We got to his house and sat down. He smiled and laughed, as we chatted about day to day stuff. He told Gift his radio was broken. Gift said he would fix it. We talked about the weather, the planting season, and he asked about Gift’s family. We shook hands and Gift and I took our leave.
I was sitting in my friend Martha’s house. We chat about the weather, about her mother, about her son Philip, who is terrified of me. She shows me around the house, which her and her mother rent for 1500 kwacha per month. She shows me her room, which is empty save for a mosquito net. She shows me her mother’s room, which is empty, except for a few clothes, and a mosquito net. We walk out of the house and stroll over to where some bricks are baking in the sun. Martha is building a room where she can bathe. It won’t be pretty, but it will be something. We chat a bit more, and we laugh and joke with one another. I look at the time and realize that I have to leave. Martha’s mother asks me if I’m really going to leave without eating. I know they have nothing to give, so I reply that I am. Martha walks me back to the road where I can catch a bus. In a low voice, she asks me if I would be willing to buy her some relish for their meal. I give her 40 kwacha (30 cents Canadian). We laugh and joke a bit more before we get to the road. I say my goodbye and leave.
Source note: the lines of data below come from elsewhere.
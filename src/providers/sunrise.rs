//! Sunrise/sunset provider client.
//!
//! Keyless public API returning sun times for a coordinate. Used alongside
//! the agro-monitoring weather call, whose payload carries no sun times of
//! its own.

use chrono::DateTime;
use serde::{Deserialize, Serialize};

use super::{UpstreamError, get_json};

/// Base URL for the sunrise-sunset API.
const SUNRISE_API_BASE: &str = "https://api.sunrise-sunset.org";

/// Provider label used in errors.
const PROVIDER: &str = "sunrise-sunset";

/// Sunrise and sunset as Unix timestamps.
#[derive(Debug, Clone, Copy, Serialize, Deserialize)]
pub struct SunTimes {
    pub sunrise: i64,
    pub sunset: i64,
}

/// Client for the sunrise-sunset API.
#[derive(Clone)]
pub struct SunriseClient {
    client: reqwest::Client,
    base_url: String,
}

impl Default for SunriseClient {
    fn default() -> Self {
        Self::new()
    }
}

impl SunriseClient {
    /// Create a new client. The API requires no key.
    pub fn new() -> Self {
        Self {
            client: reqwest::Client::new(),
            base_url: SUNRISE_API_BASE.to_string(),
        }
    }

    /// Create a client with a custom base URL (for testing).
    pub fn with_base_url(base_url: &str) -> Self {
        Self {
            client: reqwest::Client::new(),
            base_url: base_url.to_string(),
        }
    }

    /// Fetch today's sun times for a coordinate.
    pub async fn sun_times(&self, lat: f64, lon: f64) -> Result<SunTimes, UpstreamError> {
        // formatted=0 switches the API from human-readable clock strings to
        // ISO 8601, which is the only machine-parseable mode.
        let url = format!(
            "{}/json?lat={}&lng={}&formatted=0",
            self.base_url, lat, lon
        );

        let response: SunriseResponse = get_json(&self.client, PROVIDER, &url).await?;
        if response.status != "OK" {
            return Err(UpstreamError::new(
                PROVIDER,
                format!("provider status {}", response.status),
            ));
        }

        Ok(SunTimes {
            sunrise: parse_sun_timestamp(&response.results.sunrise)?,
            sunset: parse_sun_timestamp(&response.results.sunset)?,
        })
    }
}

fn parse_sun_timestamp(value: &str) -> Result<i64, UpstreamError> {
    DateTime::parse_from_rfc3339(value)
        .map(|dt| dt.timestamp())
        .map_err(|e| UpstreamError::new(PROVIDER, format!("bad timestamp {value:?}: {e}")))
}

// ============================================================================
// Response types
// ============================================================================

/// Sunrise-sunset response envelope.
#[derive(Debug, Clone, Serialize, Deserialize)]
struct SunriseResponse {
    #[serde(default)]
    results: SunriseResults,

    #[serde(default)]
    status: String,
}

/// ISO 8601 sun times.
#[derive(Debug, Clone, Default, Serialize, Deserialize)]
struct SunriseResults {
    #[serde(default)]
    sunrise: String,

    #[serde(default)]
    sunset: String,
}

#[cfg(test)]
mod tests {
    use super::*;

    #[test]
    fn test_parse_sun_timestamp() {
        assert_eq!(
            parse_sun_timestamp("2015-05-21T05:05:35+00:00").unwrap(),
            1432184735
        );
    }

    #[test]
    fn test_parse_sun_timestamp_rejects_clock_strings() {
        // What the API returns without formatted=0.
        assert!(parse_sun_timestamp("7:27:02 AM").is_err());
    }
}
Women, who walk for hours every day, a baby on their back, collecting firewood. Women, who cook, clean, fetch water. They really are the backbone of humanity. Throughout Malawi, I saw people who were hungry, broke, homeless. Yet, most receive visitors with a smile, and a laugh. Many know that the future will not be bright, but they have hopes for their children, and they carry on. And even when I denied them something that they had asked for (money, clothes, ipod), they still wished me well.
When I had hurt my leg and was using a crutch, even strangers who were stricken by polio, and were using crutches were concerned about me.
In the midst of suffering, perhaps because of it, the human spirit is able to shine brightly. I think that is the greatest gift that I received while overseas. To see that, though there is a long way to go to eradicating poverty, the human spirit, though faced with hardship, denial, and suffering, will ultimately triumph.